Bugden v. Bugden

224 Ga. 517 (1968) 162 S.E.2d 719

BUGDEN
v.
BUGDEN.

24755.

Supreme Court of Georgia.

Submitted July 8, 1968. Decided July 16, 1968.

Archer, Patrick & Sidener, James H. Archer, Jr., for appellant.

J. E. Wilson, for appellee.

FRANKUM, Justice.

Mary Jean C. Bugden brought an action against Cyril Maxwell Bugden in the Superior Court of Coweta County seeking a revision of an award of permanent alimony for the support of herself and the minor children of the parties made in a decree which granted a divorce between the parties to this case in Fulton Superior Court. After the decree of divorce and award of alimony became final the defendant changed his residence from Fulton County to Coweta County and was a resident of Coweta County when the suit was filed. The trial court dismissed the suit upon the defendant's *518 motion in the nature of a plea to the jurisdiction on the ground that venue of the action lay in Fulton Superior Court pursuant to the provisions of the Act approved March 9, 1955 (Ga. L. 1955, pp. 630, 631; Code Ann. § 30-220). Such an action is not a divorce case but is "a new and distinct action separate from the original divorce action" in which the alimony was awarded. Davis v. Davis, 218 Ga. 250, 254 (127 SE2d 296); Mullins v.
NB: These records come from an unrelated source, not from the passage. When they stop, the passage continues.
impl<T: Ord> SearchTree<T> {
    /// Creates an empty tree.
    /// No memory is allocated until the first value is inserted.
    pub fn new() -> Self {
        Self {
            nodes: Vec::new(),
            root: None,
        }
    }

    /// Creates an empty tree with room for `capacity` values before the arena reallocates.
    pub fn with_capacity(capacity: usize) -> Self {
        Self {
            nodes: Vec::with_capacity(capacity),
            root: None,
        }
    }

    /// Returns true if the tree contains the value.
    pub fn contains(&self, value: &T) -> bool {
        match self.locate(value) {
            None => false,
            Some(handle) => self.node(handle).value == *value,
        }
    }

    /// Searches for a value.
    ///
    /// Returns the handle of the node holding `value` if present. Otherwise returns
    /// the handle of the node a new `value` would be attached to, or `None` if the
    /// tree is empty.
    pub fn locate(&self, value: &T) -> Option<Handle> {
        let mut current = self.root;
        let mut last = None;
        while let Some(handle) = current {
            last = current;
            current = match value.cmp(&self.node(handle).value) {
                Ordering::Equal => return Some(handle),
                Ordering::Less => self.node(handle).left,
                Ordering::Greater => self.node(handle).right,
            };
        }
        last
    }

    /// Returns the value itself if present, else the value of the node
    /// `value` would be attached to.
    pub fn closest(&self, value: &T) -> Option<&T> {
        self.locate(value).map(|handle| &self.node(handle).value)
    }

    /// Inserts a value into the tree.
    /// Returns whether the value was newly inserted; a value already present leaves the tree unchanged.
    pub fn insert(&mut self, value: T) -> bool {
        let parent = self.locate(&value);
        let handle = Handle::from_index(self.nodes.len());
        match parent {
            None => self.root = Some(handle),
            Some(parent) => match value.cmp(&self.node(parent).value) {
                Ordering::Equal => return false,
                Ordering::Less => self.node_mut(parent).left = Some(handle),
                Ordering::Greater => self.node_mut(parent).right = Some(handle),
            },
        }
        self.nodes.push(Node::leaf(value, parent));

        #[cfg(feature = "tracing")]
        tracing::trace!(%handle, parent = ?parent, "attached node");

        self.propagate_heights(handle);

        let mut current = Some(handle);
        while let Some(handle) = current {
            if !self.is_balanced(handle) {
                self.rebalance(handle);
            }
            current = self.node(handle).parent;
        }
        true
    }

    /// Asserts that the internal tree structure is consistent.
    #[cfg(any(test, feature = "consistency_check"))]
    pub fn check_consistency(&self) {
        if let Err(violation) = self.validate() {
            panic!("inconsistent tree: {}", violation);
        }
    }

    /// Checks every structural invariant of the tree.
    pub fn validate(&self) -> Result<(), InvariantViolation> {
        let root = match self.root {
            None => {
                return match self.nodes.len() {
                    0 => Ok(()),
                    allocated => Err(InvariantViolation::Unreachable {
                        reached: 0,
                        allocated,
                    }),
                }
            }
            Some(root) => root,
        };
        if self.node(root).parent.is_some() {
            return Err(InvariantViolation::RootParent { handle: root });
        }

        let mut reached = 0;
        let mut stack = vec![root];
        while let Some(handle) = stack.pop() {
            reached += 1;
            if reached > self.nodes.len() {
                break;
            }

            let node = self.node(handle);
            for (child, expected) in [(node.left, Ordering::Less), (node.right, Ordering::Greater)] {
                if let Some(child) = child {
                    if self.node(child).parent != Some(handle) {
                        return Err(InvariantViolation::ParentLink { handle, child });
                    }
                    if self.node(child).value.cmp(&node.value) != expected {
                        return Err(InvariantViolation::Order { handle, child });
                    }
                    stack.push(child);
                }
            }

            let expected = Self::compute_height(&self.nodes, node.left, node.right);
            if node.height != expected {
                return Err(InvariantViolation::Height {
                    handle,
                    stored: node.height,
                    expected,
                });
            }

            let balance = self.balance_factor(handle);
            if !(-1..=1).contains(&balance) {
                return Err(InvariantViolation::BalanceFactor { handle, balance });
            }
        }

        if reached != self.nodes.len() {
            return Err(InvariantViolation::Unreachable {
                reached,
                allocated: self.nodes.len(),
            });
        }
        Ok(())
    }

    // Recomputes the heights of all ancestors of `start`, bottom-up.
    fn propagate_heights(&mut self, start: Handle) {
        let mut current = self.node(start).parent;
        while let Some(handle) = current {
            self.adjust_height(handle);
            current = self.node(handle).parent;
        }
    }

    fn compute_height(nodes: &[Node<T>], left: Link, right: Link) -> usize {
        (1 + cmp::max(subtree_height(nodes, left), subtree_height(nodes, right))) as usize
    }

    fn adjust_height(&mut self, handle: Handle) {
        let node = self.node(handle);
        let height = Self::compute_height(&self.nodes, node.left, node.right);
        self.node_mut(handle).height = height;
    }

    fn balance_factor(&self, handle: Handle) -> isize {
        let node = self.node(handle);
        subtree_height(&self.nodes, node.left) - subtree_height(&self.nodes, node.right)
    }

    fn is_balanced(&self, handle: Handle) -> bool {
        self.balance_factor(handle).abs() < 2
    }

    // Replaces `old` by `new` in the child links of `parent`, or as root.
    fn replace_child(&mut self, parent: Link, old: Handle, new: Handle) {
        match parent {
            None => self.root = Some(new),
            Some(parent) => {
                if self.node(parent).left == Some(old) {
                    self.node_mut(parent).left = Some(new);
                } else {
                    self.node_mut(parent).right = Some(new);
                }
            }
        }
    }

    //       A (handle)               B (right)
    //      / \                      / \
    //     X   B (right)   =>  (handle) A   C
    //        / \                  / \
    //       Y   C                X   Y
    fn rotate_left(&mut self, handle: Handle) {
        if let Some(right) = self.node(handle).right {
            #[cfg(feature = "tracing")]
            tracing::trace!(pivot = %handle, "rotate left");

            let right_left = self.node(right).left;
            self.node_mut(handle).right = right_left;
            if let Some(right_left) = right_left {
                self.node_mut(right_left).parent = Some(handle);
            }

            let parent = self.node(handle).parent;
            self.node_mut(right).left = Some(handle);
            self.replace_child(parent, handle, right);

            self.adjust_height(handle);
            self.adjust_height(right);
            self.node_mut(right).parent = parent;
            self.node_mut(handle).parent = Some(right);
            self.propagate_heights(handle);
        }
    }

    //           A (handle)         B (left)
    //          / \                / \
    //  (left) B   X      =>      C   A (handle)
    //        / \                    / \
    //       C   Y                  Y   X
    fn rotate_right(&mut self, handle: Handle) {
        if let Some(left) = self.node(handle).left {
            #[cfg(feature = "tracing")]
            tracing::trace!(pivot = %handle, "rotate right");

            let left_right = self.node(left).right;
            self.node_mut(handle).left = left_right;
            if let Some(left_right) = left_right {
                self.node_mut(left_right).parent = Some(handle);
            }

            let parent = self.node(handle).parent;
            self.node_mut(left).right = Some(handle);
            self.replace_child(parent, handle, left);

            self.adjust_height(handle);
            self.adjust_height(left);
            self.node_mut(left).parent = parent;
            self.node_mut(handle).parent = Some(left);
            self.propagate_heights(handle);
        }
    }

    fn rotate_right_left(&mut self, handle: Handle) {
        if let Some(right) = self.node(handle).right {
            self.rotate_right(right);
            self.rotate_left(handle);
        }
    }

    fn rotate_left_right(&mut self, handle: Handle) {
        if let Some(left) = self.node(handle).left {
            self.rotate_left(left);
            self.rotate_right(handle);
        }
    }

    /// Restores the AVL condition at `handle`.
    /// The balance factor must be within [-2, 2], which always holds after a single insertion step.
    ///
    /// # Panics
    ///
    /// Panics if the balance factor is outside [-2, 2].
    fn rebalance(&mut self, handle: Handle) {
        match self.balance_factor(handle) {
            -2 => {
                // Right heavy
                let right_heavy_child = self
                    .node(handle)
                    .right
                    .map_or(false, |right| self.balance_factor(right) == -1);

                #[cfg(feature = "tracing")]
                tracing::debug!(%handle, single = right_heavy_child, "rebalance right heavy node");

                if right_heavy_child {
                    self.rotate_left(handle);
                } else {
                    self.rotate_right_left(handle);
                }
            }
            2 => {
                // Left heavy
                let left_heavy_child = self
                    .node(handle)
                    .left
                    .map_or(false, |left| self.balance_factor(left) == 1);

                #[cfg(feature = "tracing")]
                tracing::debug!(%handle, single = left_heavy_child, "rebalance left heavy node");

                if left_heavy_child {
                    self.rotate_right(handle);
                } else {
                    self.rotate_left_right(handle);
                }
            }
            balance if !(-1..=1).contains(&balance) => {
                let violation = InvariantViolation::BalanceFactor { handle, balance };

                #[cfg(feature = "tracing")]
                tracing::error!(%violation, "tree invariant broken");

                panic!("{}", violation);
            }
            _ => {}
        }
    }
}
Mullins, 219 Ga. 816, 818 (136 SE2d 379); Slowik v. Knorr, 222 Ga. 669, 672 (151 SE2d 726). Being a separate and independent suit, it is subject to the Constitutional provisions respecting venue just as any other civil case, and the provisions of the Georgia Constitution, Art. VI, Sec. XIII, Par. VI (Code Ann. § 2-4906) fixing the venue in the county where the defendant resides, is controlling as to the venue of this case and should have been applied by the court notwithstanding that no attack on the constitutionality of the Act as a whole or that portion of the 1955 Act providing that "Such petition shall be filed in the same county in which the original judgment was granted," was made. "Where there is a variance between an Act of the General Assembly and a Constitutional provision, the Constitutional provision prevails." Whitman v. State, 96 Ga. App. 730, 732 (101 SE2d 621). And see Copeland v. Wohlwender, 197 Ga. 782, 787 (4) (30 SE2d 462); and First Nat. Bank of Atlanta v. Rowley, 224 Ga. 440 (2) (162 SE2d 294). It follows that the trial court erred in sustaining the defendant's motion and in dismissing the suit.

Judgment reversed. All the Justices concur.